Can Securitizers be held responsible for the bad deeds of the mortgage lenders they worked with?
That is the not-so-subtle question journalist Gretchen Morgenson looks at in the Sunday NYT. The legal theory behind the claim is that these firms were far less independent than originally claimed. They worked with each other on a less than at arm’s length distance. The Wall Street firms provided the cash, but also the business practices of the lend-to-securitize non-bank mortgage originators, actually shaping the practices of the lenders.
In some cases, the Wall Street securitizers had already written prospectuses for pools of loans before the loan was closed.
That is rather astounding, and reveals that these firms were working in a much closer, more coordinated fashion than the legal defense claims of independence implies.
“What of the giant institutions that helped finance these monumentally toxic loans, or arranged the securitizations that bundled the loans and sold them to investors?

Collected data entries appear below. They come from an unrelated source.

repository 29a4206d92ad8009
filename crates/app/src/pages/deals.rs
use chrono::{DateTime, Utc};
use serde::Serialize;

use storefront_core::DomainResult;
use storefront_sales::{DealBoard, DealProduct};

use crate::context::StoreContext;
use crate::pages::ProductCard;

#[derive(Debug, Clone, PartialEq, Serialize)]
pub struct DealCard {
    pub product: ProductCard,
    pub original_price: String,
    pub badge: String,
    /// Short end date, e.g. "Oct 18".
    pub ends: String,
    /// Remaining time, e.g. "1d 4h" or "35m".
    pub time_left: String,
}

#[derive(Debug, Clone, PartialEq, Serialize)]
pub struct DealsView {
    pub flash: Vec<DealCard>,
    pub weekly: Vec<DealCard>,
}

/// Deals still running at `now`, split into flash and weekly.
pub fn deals_page(ctx: &StoreContext, now: DateTime<Utc>) -> DomainResult<DealsView> {
    let board = DealBoard::new(&ctx.catalog, &ctx.deals)?;
    let currency = ctx.config.currency;

    let card = |deal: &DealProduct<'_>| {
        let mut product = ProductCard::new(deal.product, currency);
        product.price = deal.sale_price.display(currency).to_string();
        DealCard {
            product,
            original_price: deal.original_price.display(currency).to_string(),
            badge: format!("{}% OFF", deal.discount_percent),
            ends: deal.ends_at.format("%b %-d").to_string(),
            time_left: time_left(deal.ends_at - now),
        }
    };
    let active = |deals: Vec<&DealProduct<'_>>| -> Vec<DealCard> {
        deals
            .into_iter()
            .filter(|d| d.is_active(now))
            .map(card)
            .collect()
    };

    let view = DealsView {
        flash: active(board.flash()),
        weekly: active(board.weekly()),
    };
    tracing::debug!(
        scheduled = board.all().len(),
        active = view.flash.len() + view.weekly.len(),
        "deals resolved"
    );
    Ok(view)
}

fn time_left(remaining: chrono::Duration) -> String {
    let minutes = remaining.num_minutes().max(0);
    let (days, hours, minutes) = (minutes / 1_440, minutes / 60 % 24, minutes % 60);
    match (days, hours) {
        (0, 0) => format!("{minutes}m"),
        (0, _) => format!("{hours}h {minutes}m"),
        _ => format!("{days}d {hours}h"),
    }
}

#[cfg(test)]
mod tests {
    use super::*;
    use chrono::Duration;

    #[test]
    fn time_left_uses_largest_units() {
        assert_eq!(time_left(Duration::minutes(35)), "35m");
        assert_eq!(time_left(Duration::minutes(125)), "2h 5m");
        assert_eq!(time_left(Duration::hours(28) + Duration::minutes(10)), "1d 4h");
        assert_eq!(time_left(Duration::minutes(-5)), "0m");
    }
}
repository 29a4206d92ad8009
//! Application configuration from environment variables.

use std::env::VarError;
use std::path::PathBuf;

use thiserror::Error;

use storefront_core::{Currency, Money};
use storefront_observability::LogFormat;

#[derive(Debug, Error, Clone, PartialEq, Eq)]
pub enum ConfigError {
    #[error("invalid value for {var}: {reason}")]
    InvalidEnvVar { var: String, reason: String },
}

#[derive(Debug, Clone, PartialEq, Eq)]
pub struct AppConfig {
    pub log_format: LogFormat,
    /// JSON catalog file; `None` uses the built-in seed catalog.
    pub catalog_path: Option<PathBuf>,
    pub currency: Currency,
    /// Upper end of the shop price slider; requested bounds are clamped to it.
    pub price_slider_max: Money,
    /// Act as a signed-in admin when no identity provider is wired in.
    pub auth_bypass: bool,
}

impl Default for AppConfig {
    fn default() -> Self {
        Self {
            log_format: LogFormat::Json,
            catalog_path: None,
            currency: Currency::Usd,
            price_slider_max: Money::from_major_minor(200, 0),
            auth_bypass: false,
        }
    }
}

/// Load configuration, reading a `.env` file first if one exists.
pub fn load_app_config() -> Result<AppConfig, ConfigError> {
    dotenvy::dotenv().ok();
    build_app_config(|key| std::env::var(key))
}

/// Build configuration from an env-var lookup.
///
/// Every variable is optional; unset variables take the [`AppConfig`]
/// defaults, set-but-invalid ones are errors.
pub fn build_app_config<F>(lookup: F) -> Result<AppConfig, ConfigError>
where
    F: Fn(&str) -> Result<String, VarError>,
{
    let defaults = AppConfig::default();
    let invalid = |var: &str, reason: String| ConfigError::InvalidEnvVar {
        var: var.to_string(),
        reason,
    };

    let log_format = match lookup("STOREFRONT_LOG_FORMAT") {
        Ok(raw) => raw
            .parse::<LogFormat>()
            .map_err(|e| invalid("STOREFRONT_LOG_FORMAT", e.to_string()))?,
        Err(_) => defaults.log_format,
    };

    let catalog_path = lookup("STOREFRONT_CATALOG_PATH")
        .ok()
        .filter(|raw| !raw.trim().is_empty())
        .map(PathBuf::from);

    let currency = match lookup("STOREFRONT_CURRENCY") {
        Ok(raw) => raw
            .parse::<Currency>()
            .map_err(|e| invalid("STOREFRONT_CURRENCY", e.to_string()))?,
        Err(_) => defaults.currency,
    };

    let price_slider_max = match lookup("STOREFRONT_PRICE_SLIDER_MAX") {
        Ok(raw) => Money::parse_decimal(&raw)
            .map_err(|e| invalid("STOREFRONT_PRICE_SLIDER_MAX", e.to_string()))?,
        Err(_) => defaults.price_slider_max,
    };

    let auth_bypass = match lookup("STOREFRONT_AUTH_BYPASS") {
        Ok(raw) => parse_bool(&raw).ok_or_else(|| {
            invalid(
                "STOREFRONT_AUTH_BYPASS",
                format!("expected true/false, got '{raw}'"),
            )
        })?,
        Err(_) => defaults.auth_bypass,
    };

    Ok(AppConfig {
        log_format,
        catalog_path,
        currency,
        price_slider_max,
        auth_bypass,
    })
}

fn parse_bool(raw: &str) -> Option<bool> {
    match raw.trim().to_ascii_lowercase().as_str() {
        "1" | "true" | "yes" | "on" => Some(true),
        "0" | "false" | "no" | "off" => Some(false),
        _ => None,
    }
}

#[cfg(test)]
mod tests {
    use std::collections::HashMap;

    use super::*;

    fn lookup_from_map<'a>(
        map: &'a HashMap<&'a str, &'a str>,
    ) -> impl Fn(&str) -> Result<String, VarError> + 'a {
        move |key| {
            map.get(key)
                .map(|v| (*v).to_string())
                .ok_or(VarError::NotPresent)
        }
    }

    #[test]
    fn empty_env_uses_defaults() {
        let map = HashMap::new();
        assert_eq!(build_app_config(lookup_from_map(&map)).unwrap(), AppConfig::default());
    }

    #[test]
    fn reads_every_variable() {
        let map = HashMap::from([
            ("STOREFRONT_LOG_FORMAT", "pretty"),
            ("STOREFRONT_CATALOG_PATH", "/srv/catalog.json"),
            ("STOREFRONT_CURRENCY", "KES"),
            ("STOREFRONT_PRICE_SLIDER_MAX", "15000"),
            ("STOREFRONT_AUTH_BYPASS", "yes"),
        ]);

        let config = build_app_config(lookup_from_map(&map)).unwrap();
        assert_eq!(config.log_format, LogFormat::Pretty);
        assert_eq!(config.catalog_path, Some(PathBuf::from("/srv/catalog.json")));
        assert_eq!(config.currency, Currency::Kes);
        assert_eq!(config.price_slider_max, Money::from_major_minor(15_000, 0));
        assert!(config.auth_bypass);
    }

    #[test]
    fn blank_catalog_path_means_seed_data() {
        let map = HashMap::from([("STOREFRONT_CATALOG_PATH", "  ")]);
        assert_eq!(build_app_config(lookup_from_map(&map)).unwrap().catalog_path, None);
    }

    #[test]
    fn invalid_values_name_the_variable() {
        for (var, value) in [
            ("STOREFRONT_LOG_FORMAT", "xml"),
            ("STOREFRONT_CURRENCY", "EUR"),
            ("STOREFRONT_PRICE_SLIDER_MAX", "lots"),
            ("STOREFRONT_AUTH_BYPASS", "maybe"),
        ] {
            let map = HashMap::from([(var, value)]);
            let err = build_app_config(lookup_from_map(&map)).unwrap_err();
            assert!(
                matches!(err, ConfigError::InvalidEnvVar { var: ref v, .. } if v == var),
                "expected InvalidEnvVar({var}), got: {err:?}"
            );
        }
    }
}
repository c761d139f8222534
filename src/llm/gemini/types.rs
use serde::{Deserialize, Serialize};
use serde_json::Value;

#[derive(Debug, Serialize)]
pub(super) struct GenerateContentRequest {
    pub(super) contents: Vec<Content>,
    #[serde(rename = "systemInstruction", skip_serializing_if = "Option::is_none")]
    pub(super) system_instruction: Option<Content>,
    #[serde(skip_serializing_if = "Option::is_none")]
    pub(super) tools: Option<Vec<GeminiTool>>,
    #[serde(rename = "generationConfig")]
    pub(super) generation_config: GenerationSettings,
}

#[derive(Debug, Serialize)]
pub(super) struct Content {
    #[serde(skip_serializing_if = "Option::is_none")]
    pub(super) role: Option<&'static str>,
    pub(super) parts: Vec<Part>,
}

#[derive(Debug, Default, Serialize)]
pub(super) struct Part {
    #[serde(skip_serializing_if = "Option::is_none")]
    pub(super) text: Option<String>,
    #[serde(rename = "functionCall", skip_serializing_if = "Option::is_none")]
    pub(super) function_call: Option<FunctionCall>,
    #[serde(rename = "functionResponse", skip_serializing_if = "Option::is_none")]
    pub(super) function_response: Option<FunctionResponse>,
}

impl Part {
    pub(super) fn text(text: String) -> Self {
        Self {
            text: Some(text),
            ..Self::default()
        }
    }

    pub(super) fn function_call(call: FunctionCall) -> Self {
        Self {
            function_call: Some(call),
            ..Self::default()
        }
    }

    pub(super) fn function_response(response: FunctionResponse) -> Self {
        Self {
            function_response: Some(response),
            ..Self::default()
        }
    }
}

#[derive(Debug, Clone, Serialize, Deserialize)]
pub(super) struct FunctionCall {
    pub(super) name: String,
    #[serde(default)]
    pub(super) args: Value,
    #[serde(default, skip_serializing_if = "Option::is_none")]
    pub(super) id: Option<String>,
}

#[derive(Debug, Serialize)]
pub(super) struct FunctionResponse {
    pub(super) name: String,
    pub(super) response: Value,
}

#[derive(Debug, Serialize)]
pub(super) struct GeminiTool {
    #[serde(rename = "functionDeclarations")]
    pub(super) function_declarations: Vec<FunctionDeclaration>,
}

#[derive(Debug, Serialize)]
pub(super) struct FunctionDeclaration {
    pub(super) name: String,
    pub(super) description: String,
    pub(super) parameters: Value,
}

#[derive(Debug, Serialize)]
pub(super) struct GenerationSettings {
    pub(super) temperature: f64,
    #[serde(rename = "maxOutputTokens")]
    pub(super) max_output_tokens: u32,
}

#[derive(Debug, Deserialize)]
pub(super) struct GenerateContentResponse {
    pub(super) candidates: Option<Vec<Candidate>>,
    pub(super) error: Option<ApiError>,
    #[serde(rename = "promptFeedback")]
    pub(super) prompt_feedback: Option<PromptFeedback>,
}

#[derive(Debug, Deserialize)]
pub(super) struct Candidate {
    #[serde(default)]
    pub(super) content: Option<CandidateContent>,
    #[serde(rename = "finishReason")]
    pub(super) finish_reason: Option<String>,
}

#[derive(Debug, Deserialize)]
pub(super) struct CandidateContent {
    #[serde(default)]
    pub(super) parts: Vec<ResponsePart>,
}

#[derive(Debug, Deserialize)]
pub(super) struct ResponsePart {
    pub(super) text: Option<String>,
    #[serde(rename = "functionCall")]
    pub(super) function_call: Option<FunctionCall>,
}

#[derive(Debug, Deserialize)]
pub(super) struct PromptFeedback {
    #[serde(rename = "blockReason")]
    pub(super) block_reason: Option<String>,
}

#[derive(Debug, Deserialize)]
pub(super) struct ApiError {
    pub(super) message: String,
}
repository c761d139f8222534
use crate::guardrail::ScanVerdict;
use thiserror::Error;

// ─── Pipeline errors ─────────────────────────────────────────────────────────

/// Terminal failure of one pipeline run.
///
/// Every variant is produced and handled inside the stage that raised it and
/// surfaces to the caller as exactly one `error` event (streaming) or one
/// `{ "error": ... }` body (synchronous). Only [`PipelineError::PolicyBlock`]
/// is an expected outcome rather than a failure, and only it carries a verdict.
#[derive(Debug, Clone, Error)]
pub enum PipelineError {
    // ── Guardrail ───────────────────────────────────────────────────────
    #[error("{0}")]
    ScanTransport(#[from] ScanError),

    #[error("{reason}")]
    PolicyBlock {
        reason: String,
        verdict: Box<ScanVerdict>,
    },

    // ── Context ─────────────────────────────────────────────────────────
    #[error("{source_name} query failed: {message}")]
    ContextFetch {
        source_name: &'static str,
        message: String,
    },

    #[error("Failed to initialize agent: {0}")]
    AgentInit(String),

    #[error("MCP agent error: {0}")]
    AgentInvocation(String),

    // ── Generation ──────────────────────────────────────────────────────
    #[error("Generation error: {0}")]
    Generation(String),
}

impl PipelineError {
    pub fn policy_block(reason: impl Into<String>, verdict: ScanVerdict) -> Self {
        Self::PolicyBlock {
            reason: reason.into(),
            verdict: Box::new(verdict),
        }
    }

    /// The triggering verdict; present only on policy blocks.
    pub fn verdict(&self) -> Option<&ScanVerdict> {
        match self {
            Self::PolicyBlock { verdict, .. } => Some(verdict),
            Self::ScanTransport(_)
            | Self::ContextFetch { .. }
            | Self::AgentInit(_)
            | Self::AgentInvocation(_)
            | Self::Generation(_) => None,
        }
    }

    pub fn is_policy_block(&self) -> bool {
        matches!(self, Self::PolicyBlock { .. })
    }

    /// Short machine-readable label used in logs.
    pub fn kind(&self) -> &'static str {
        match self {
            Self::ScanTransport(_) => "scan_transport",
            Self::PolicyBlock { .. } => "policy_block",
            Self::ContextFetch { .. } => "context_fetch",
            Self::AgentInit(_) => "agent_init",
            Self::AgentInvocation(_) => "agent_invocation",
            Self::Generation(_) => "generation",
        }
    }
}

// ─── Guardrail transport errors ─────────────────────────────────────────────

/// The safety-scan call did not produce a verdict at all.
///
/// Distinct from a block: a block is a verdict, this is the absence of one.
#[derive(Debug, Clone, Error)]
pub enum ScanError {
    #[error("scan failed: {0}")]
    Transport(String),

    #[error("scan failed: HTTP {status}: {body}")]
    Status { status: u16, body: String },
}

// ─── Request validation ─────────────────────────────────────────────────────

#[derive(Debug, Clone, PartialEq, Eq, Error)]
pub enum RequestError {
    #[error("Empty message")]
    Empty,
}

// ─── Config errors ───────────────────────────────────────────────────────────

#[derive(Debug, Error)]
pub enum ConfigError {
    #[error("missing required setting: {0}")]
    Missing(&'static str),

    #[error("validation failed: {0}")]
    Validation(String),
}
use super::{AppState, ChatBody, ErrorBody};
use crate::error::PipelineError;
use crate::guardrail::ScanVerdict;
use crate::pipeline::{EventSink, PipelineOutcome, Request};
use axum::{
    extract::{State, rejection::JsonRejection},
    http::StatusCode,
    response::{IntoResponse, Json, Response},
};
use serde::Serialize;

#[derive(Debug, Serialize)]
struct ChatResponse<'a> {
    response: &'a str,
    input_verdict: &'a ScanVerdict,
    output_verdict: &'a ScanVerdict,
}

pub(super) fn error_response(status: StatusCode, error: &PipelineError) -> Response {
    let body = ErrorBody {
        error: error.to_string(),
        verdict: error.verdict(),
    };
    (status, Json(body)).into_response()
}

pub(super) fn bad_request(message: impl Into<String>) -> Response {
    let body = ErrorBody {
        error: message.into(),
        verdict: None,
    };
    (StatusCode::BAD_REQUEST, Json(body)).into_response()
}

/// GET /healthcheck
pub(super) async fn handle_health() -> impl IntoResponse {
    Json(serde_json::json!({"status": "ok"}))
}

/// POST /chat: run the pipeline to completion and answer once.
///
/// Policy blocks are a normal answer (200 with the verdict); upstream
/// failures map to 502.
pub(super) async fn handle_chat(
    State(state): State<AppState>,
    body: Result<Json<ChatBody>, JsonRejection>,
) -> Response {
    let Json(body) = match body {
        Ok(body) => body,
        Err(rejection) => return bad_request(rejection.body_text()),
    };

    let request = match Request::new(body.message) {
        Ok(request) => request,
        Err(e) => return bad_request(e.to_string()),
    };

    match state.orchestrator.run(&request, &EventSink::null()).await {
        PipelineOutcome::Completed {
            response,
            input_verdict,
            output_verdict,
        } => Json(ChatResponse {
            response: &response,
            input_verdict: &input_verdict,
            output_verdict: &output_verdict,
        })
        .into_response(),
        PipelineOutcome::Failed(error) if error.is_policy_block() => {
            error_response(StatusCode::OK, &error)
        }
        PipelineOutcome::Failed(error) => error_response(StatusCode::BAD_GATEWAY, &error),
        // A null sink never disconnects; axum drops the future instead.
        PipelineOutcome::Cancelled => StatusCode::NO_CONTENT.into_response(),
    }
}
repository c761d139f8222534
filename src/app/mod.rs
pub mod dispatch;
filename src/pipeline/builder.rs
use super::{GenerationInvoker, Orchestrator, PromptComposer};
use crate::agent::{AgentCell, McpAgentFactory};
use crate::config::Config;
use crate::context::{AgentBinding, ContextAggregator, relevance, state_store};
use crate::guardrail::{AirsScanner, Scanner};
use crate::llm::{GeminiProvider, Provider};
use anyhow::{Context, Result};
use std::sync::Arc;

/// Wire every pipeline component from a validated config.
pub fn build_orchestrator(config: &Config) -> Result<Orchestrator> {
    config.validate()?;

    let scanner: Arc<dyn Scanner> =
        Arc::new(AirsScanner::new(&config.guardrail).context("guardrail scanner")?);
    let provider: Arc<dyn Provider> =
        Arc::new(GeminiProvider::new(&config.generation).context("generation provider")?);

    let store = state_store::from_config(&config.state_store).context("state store")?;

    let agent = config.agent.enabled.then(|| AgentBinding {
        cell: Arc::new(AgentCell::new(Arc::new(McpAgentFactory::new(
            Arc::clone(&provider),
            &config.agent,
            &config.generation.model,
        )))),
        relevance: relevance::from_config(&config.agent),
        required: config.agent.required,
    });

    tracing::debug!(
        state_store = store.is_some(),
        agent = agent.is_some(),
        model = %config.generation.model,
        "pipeline components built"
    );

    Ok(Orchestrator::new(
        scanner,
        ContextAggregator::new(store, agent),
        PromptComposer::new(config.prompt.system_instructions.clone()),
        GenerationInvoker::new(
            provider,
            config.generation.model.clone(),
            config.generation.temperature,
        ),
    ))
}

#[cfg(test)]
mod tests {
    use super::*;
    use crate::config::StateStoreBackend;
    use crate::context::ContextSource;
    use crate::pipeline::{EventSink, Request};

    fn valid_config() -> Config {
        let mut config = Config::default();
        config.generation.api_key = Some("gem".into());
        config.guardrail.api_key = Some("pan".into());
        config.guardrail.profile_name = Some("profile".into());
        config
    }

    #[test]
    fn rejects_config_without_secrets() {
        assert!(build_orchestrator(&Config::default()).is_err());
    }

    #[tokio::test]
    async fn missing_store_host_degrades_instead_of_failing_startup() {
        let orchestrator = build_orchestrator(&valid_config()).unwrap();
        let request = Request::new("hello").unwrap();

        let context = orchestrator
            .aggregator()
            .aggregate(&request, &EventSink::null())
            .await
            .unwrap();

        assert!(context.fatal.is_none());
        assert_eq!(context.fragments.len(), 1);
        let fragment = &context.fragments[0];
        assert_eq!(fragment.source, ContextSource::StateStore);
        assert!(!fragment.ok);
        assert!(fragment.text.contains("AWS_DB_HOST"));
    }

    #[tokio::test]
    async fn builds_with_sqlite_store_and_agent() {
        let mut config = valid_config();
        config.state_store.backend = StateStoreBackend::Sqlite {
            path: "/nonexistent/state.db".into(),
        };
        let orchestrator = build_orchestrator(&config).unwrap();
        let cell = orchestrator.aggregator().agent_cell().unwrap();
        assert!(!cell.is_initialized());
    }
}
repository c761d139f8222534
//! The guarded generation pipeline: request in, ordered events and one
//! terminal outcome out.

pub mod builder;
pub mod events;
pub mod generation;
pub mod orchestrator;
pub mod prompt;
pub mod request;

pub use builder::build_orchestrator;
pub use events::{Disconnected, EventSink, StreamEvent};
pub use generation::{GenerationInvoker, GenerationResult};
pub use orchestrator::{Orchestrator, PipelineOutcome, PipelineState};
pub use prompt::{ComposedPrompt, PromptComposer};
pub use request::Request;
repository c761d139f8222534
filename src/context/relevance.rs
use crate::config::{AgentConfig, AgentTrigger};
use std::sync::Arc;

/// Decides whether a request warrants a tool-agent call.
pub trait RelevancePredicate: Send + Sync {
    fn is_relevant(&self, text: &str) -> bool;
}

pub struct AlwaysRelevant;

impl RelevancePredicate for AlwaysRelevant {
    fn is_relevant(&self, _text: &str) -> bool {
        true
    }
}

/// Case-insensitive substring match against a keyword list.
pub struct KeywordRelevance {
    keywords: Vec<String>,
}

impl KeywordRelevance {
    pub fn new<I, S>(keywords: I) -> Self
    where
        I: IntoIterator<Item = S>,
        S: AsRef<str>,
    {
        Self {
            keywords: keywords
                .into_iter()
                .map(|keyword| keyword.as_ref().trim().to_lowercase())
                .filter(|keyword| !keyword.is_empty())
                .collect(),
        }
    }
}

impl RelevancePredicate for KeywordRelevance {
    fn is_relevant(&self, text: &str) -> bool {
        let lowered = text.to_lowercase();
        self.keywords
            .iter()
            .any(|keyword| lowered.contains(keyword.as_str()))
    }
}

pub fn from_config(config: &AgentConfig) -> Arc<dyn RelevancePredicate> {
    match config.trigger {
        AgentTrigger::Always => Arc::new(AlwaysRelevant),
        AgentTrigger::Keywords => Arc::new(KeywordRelevance::new(&config.keywords)),
    }
}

So far, they have argued, fairly successfully, that they operated independently of the original lenders. Therefore, they are not responsible for any questionable loans that were made.
But this argument is growing tougher to defend. Some legal experts point to a number of cases in which plaintiffs contend that firms involved in the securitization process, like trustees hired to oversee the pools of loans backing securities, worked so closely with the lenders that they should face liability as members of a joint venture. And these experts see a rising receptiveness to this argument by some courts.
This is a development worth watching.